╭─ DATA EXCERPTS

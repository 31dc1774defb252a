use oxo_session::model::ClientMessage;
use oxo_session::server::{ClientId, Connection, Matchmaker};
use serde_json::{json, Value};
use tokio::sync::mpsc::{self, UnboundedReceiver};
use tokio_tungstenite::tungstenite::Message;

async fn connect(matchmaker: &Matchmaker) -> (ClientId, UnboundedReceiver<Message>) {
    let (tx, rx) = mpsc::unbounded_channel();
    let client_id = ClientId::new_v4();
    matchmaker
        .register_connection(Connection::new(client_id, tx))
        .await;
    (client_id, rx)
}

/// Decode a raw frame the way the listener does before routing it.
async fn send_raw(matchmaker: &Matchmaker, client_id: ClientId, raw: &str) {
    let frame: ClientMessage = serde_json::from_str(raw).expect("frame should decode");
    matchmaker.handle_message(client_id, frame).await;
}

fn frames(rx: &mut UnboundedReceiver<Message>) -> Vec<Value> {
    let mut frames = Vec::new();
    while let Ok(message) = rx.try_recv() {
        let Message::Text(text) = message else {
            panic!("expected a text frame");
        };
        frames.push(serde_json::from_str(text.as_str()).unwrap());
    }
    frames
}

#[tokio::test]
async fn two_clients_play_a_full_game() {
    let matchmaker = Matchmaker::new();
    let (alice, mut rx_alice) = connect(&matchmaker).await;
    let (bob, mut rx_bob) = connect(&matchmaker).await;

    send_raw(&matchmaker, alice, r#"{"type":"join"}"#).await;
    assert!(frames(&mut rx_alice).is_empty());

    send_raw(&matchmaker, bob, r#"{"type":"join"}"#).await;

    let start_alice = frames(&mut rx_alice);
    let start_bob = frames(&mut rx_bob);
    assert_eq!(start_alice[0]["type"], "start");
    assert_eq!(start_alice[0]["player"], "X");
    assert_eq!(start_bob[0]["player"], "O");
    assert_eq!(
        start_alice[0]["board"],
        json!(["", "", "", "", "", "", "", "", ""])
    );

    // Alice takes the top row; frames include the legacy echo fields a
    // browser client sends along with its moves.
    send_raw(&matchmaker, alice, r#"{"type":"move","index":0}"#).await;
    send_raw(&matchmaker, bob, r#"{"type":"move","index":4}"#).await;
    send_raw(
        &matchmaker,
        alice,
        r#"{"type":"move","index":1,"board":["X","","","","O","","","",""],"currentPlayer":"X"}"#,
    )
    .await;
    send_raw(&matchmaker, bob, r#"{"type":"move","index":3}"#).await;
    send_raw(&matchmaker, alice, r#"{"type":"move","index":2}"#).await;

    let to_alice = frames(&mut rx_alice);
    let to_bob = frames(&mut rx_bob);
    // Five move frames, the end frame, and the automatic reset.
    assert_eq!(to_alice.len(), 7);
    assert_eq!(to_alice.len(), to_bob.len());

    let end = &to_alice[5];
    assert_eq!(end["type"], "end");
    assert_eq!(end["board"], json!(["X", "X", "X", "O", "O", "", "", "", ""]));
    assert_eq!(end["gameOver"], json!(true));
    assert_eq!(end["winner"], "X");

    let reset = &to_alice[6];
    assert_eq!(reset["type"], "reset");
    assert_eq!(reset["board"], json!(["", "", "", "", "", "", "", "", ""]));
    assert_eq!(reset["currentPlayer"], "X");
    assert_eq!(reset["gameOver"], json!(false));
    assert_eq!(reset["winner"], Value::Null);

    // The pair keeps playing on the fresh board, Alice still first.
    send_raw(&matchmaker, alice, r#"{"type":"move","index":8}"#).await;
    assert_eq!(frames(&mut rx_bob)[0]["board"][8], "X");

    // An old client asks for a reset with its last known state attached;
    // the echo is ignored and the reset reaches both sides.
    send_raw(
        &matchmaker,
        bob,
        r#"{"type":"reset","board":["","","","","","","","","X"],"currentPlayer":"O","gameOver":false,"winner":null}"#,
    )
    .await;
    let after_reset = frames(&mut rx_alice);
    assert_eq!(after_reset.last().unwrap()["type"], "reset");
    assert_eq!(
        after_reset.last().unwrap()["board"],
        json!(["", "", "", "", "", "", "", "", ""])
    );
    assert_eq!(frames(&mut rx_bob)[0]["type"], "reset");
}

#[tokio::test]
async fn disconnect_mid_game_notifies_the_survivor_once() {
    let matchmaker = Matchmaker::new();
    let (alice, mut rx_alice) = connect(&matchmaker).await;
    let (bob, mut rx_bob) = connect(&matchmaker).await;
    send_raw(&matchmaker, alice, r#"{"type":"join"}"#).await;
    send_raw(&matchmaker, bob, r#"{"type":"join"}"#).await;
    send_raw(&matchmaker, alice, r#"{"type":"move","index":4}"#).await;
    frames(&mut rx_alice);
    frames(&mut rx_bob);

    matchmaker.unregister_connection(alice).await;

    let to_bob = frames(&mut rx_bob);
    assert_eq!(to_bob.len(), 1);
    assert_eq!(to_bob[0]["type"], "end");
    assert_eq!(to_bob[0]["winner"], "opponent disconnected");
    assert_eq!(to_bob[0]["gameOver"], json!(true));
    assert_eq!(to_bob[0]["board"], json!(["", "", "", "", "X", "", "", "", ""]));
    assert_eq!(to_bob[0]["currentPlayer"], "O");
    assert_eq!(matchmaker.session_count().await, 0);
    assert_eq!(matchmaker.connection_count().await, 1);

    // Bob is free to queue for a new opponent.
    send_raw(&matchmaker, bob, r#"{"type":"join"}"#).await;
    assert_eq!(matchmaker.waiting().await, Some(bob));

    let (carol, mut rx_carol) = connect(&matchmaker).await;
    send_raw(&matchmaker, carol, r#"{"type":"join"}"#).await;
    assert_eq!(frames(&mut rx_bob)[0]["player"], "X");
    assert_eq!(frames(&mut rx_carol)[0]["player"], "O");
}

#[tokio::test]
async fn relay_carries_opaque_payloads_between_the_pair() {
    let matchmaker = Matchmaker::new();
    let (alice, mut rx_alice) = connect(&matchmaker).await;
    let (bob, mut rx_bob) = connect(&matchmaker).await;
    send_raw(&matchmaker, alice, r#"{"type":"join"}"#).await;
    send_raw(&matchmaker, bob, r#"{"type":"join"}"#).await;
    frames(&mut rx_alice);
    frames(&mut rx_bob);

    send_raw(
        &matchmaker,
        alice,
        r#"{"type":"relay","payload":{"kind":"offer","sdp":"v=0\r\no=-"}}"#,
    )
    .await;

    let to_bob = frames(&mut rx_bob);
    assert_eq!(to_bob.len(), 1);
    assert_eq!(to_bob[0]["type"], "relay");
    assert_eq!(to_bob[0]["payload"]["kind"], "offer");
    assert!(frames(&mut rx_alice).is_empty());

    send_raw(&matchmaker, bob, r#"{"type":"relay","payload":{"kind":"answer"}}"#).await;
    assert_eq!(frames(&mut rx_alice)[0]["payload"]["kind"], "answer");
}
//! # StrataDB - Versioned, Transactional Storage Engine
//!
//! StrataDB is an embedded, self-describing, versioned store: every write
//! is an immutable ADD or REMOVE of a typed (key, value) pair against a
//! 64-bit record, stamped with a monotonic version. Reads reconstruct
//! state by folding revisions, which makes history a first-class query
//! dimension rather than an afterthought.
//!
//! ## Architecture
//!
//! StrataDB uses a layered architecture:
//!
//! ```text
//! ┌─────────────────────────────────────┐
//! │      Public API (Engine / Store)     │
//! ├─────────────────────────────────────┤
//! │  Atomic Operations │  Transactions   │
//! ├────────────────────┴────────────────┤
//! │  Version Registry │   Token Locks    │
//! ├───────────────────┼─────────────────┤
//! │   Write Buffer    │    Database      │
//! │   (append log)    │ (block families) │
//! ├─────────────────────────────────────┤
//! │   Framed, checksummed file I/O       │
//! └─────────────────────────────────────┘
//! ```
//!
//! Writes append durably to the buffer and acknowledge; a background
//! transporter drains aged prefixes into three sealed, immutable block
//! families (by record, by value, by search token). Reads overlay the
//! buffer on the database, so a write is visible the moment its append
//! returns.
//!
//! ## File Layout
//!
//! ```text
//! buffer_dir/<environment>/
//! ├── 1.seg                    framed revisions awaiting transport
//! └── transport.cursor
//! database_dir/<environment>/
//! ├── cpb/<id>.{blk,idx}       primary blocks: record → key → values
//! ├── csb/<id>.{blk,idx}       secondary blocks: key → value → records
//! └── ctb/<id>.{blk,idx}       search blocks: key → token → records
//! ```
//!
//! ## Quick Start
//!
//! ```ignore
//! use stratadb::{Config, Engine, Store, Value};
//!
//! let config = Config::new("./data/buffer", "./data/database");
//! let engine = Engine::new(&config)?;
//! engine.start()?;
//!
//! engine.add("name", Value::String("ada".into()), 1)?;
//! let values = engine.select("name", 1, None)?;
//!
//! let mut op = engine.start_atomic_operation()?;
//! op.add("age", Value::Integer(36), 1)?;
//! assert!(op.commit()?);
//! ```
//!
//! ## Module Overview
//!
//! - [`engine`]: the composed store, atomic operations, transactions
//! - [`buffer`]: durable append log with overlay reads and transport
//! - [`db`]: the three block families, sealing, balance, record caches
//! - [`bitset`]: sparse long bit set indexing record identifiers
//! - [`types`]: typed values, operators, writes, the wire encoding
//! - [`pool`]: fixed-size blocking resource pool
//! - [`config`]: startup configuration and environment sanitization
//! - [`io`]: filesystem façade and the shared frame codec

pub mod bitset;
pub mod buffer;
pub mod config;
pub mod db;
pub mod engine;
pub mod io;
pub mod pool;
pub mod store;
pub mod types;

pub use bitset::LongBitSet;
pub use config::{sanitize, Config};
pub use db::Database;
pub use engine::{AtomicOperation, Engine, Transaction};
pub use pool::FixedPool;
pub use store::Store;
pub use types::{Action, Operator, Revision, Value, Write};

╰─

▸ EXERCISE DESCRIPTION:
Please find all lines of the entries that hold the string "values" and copy them.

▸ ANSWER TO THE PROBLEM:
//! ├── cpb/<id>.{blk,idx}       primary blocks: record → key → values
//! let values = engine.select("name", 1, None)?;
//! - [`types`]: typed values, operators, writes, the wire encoding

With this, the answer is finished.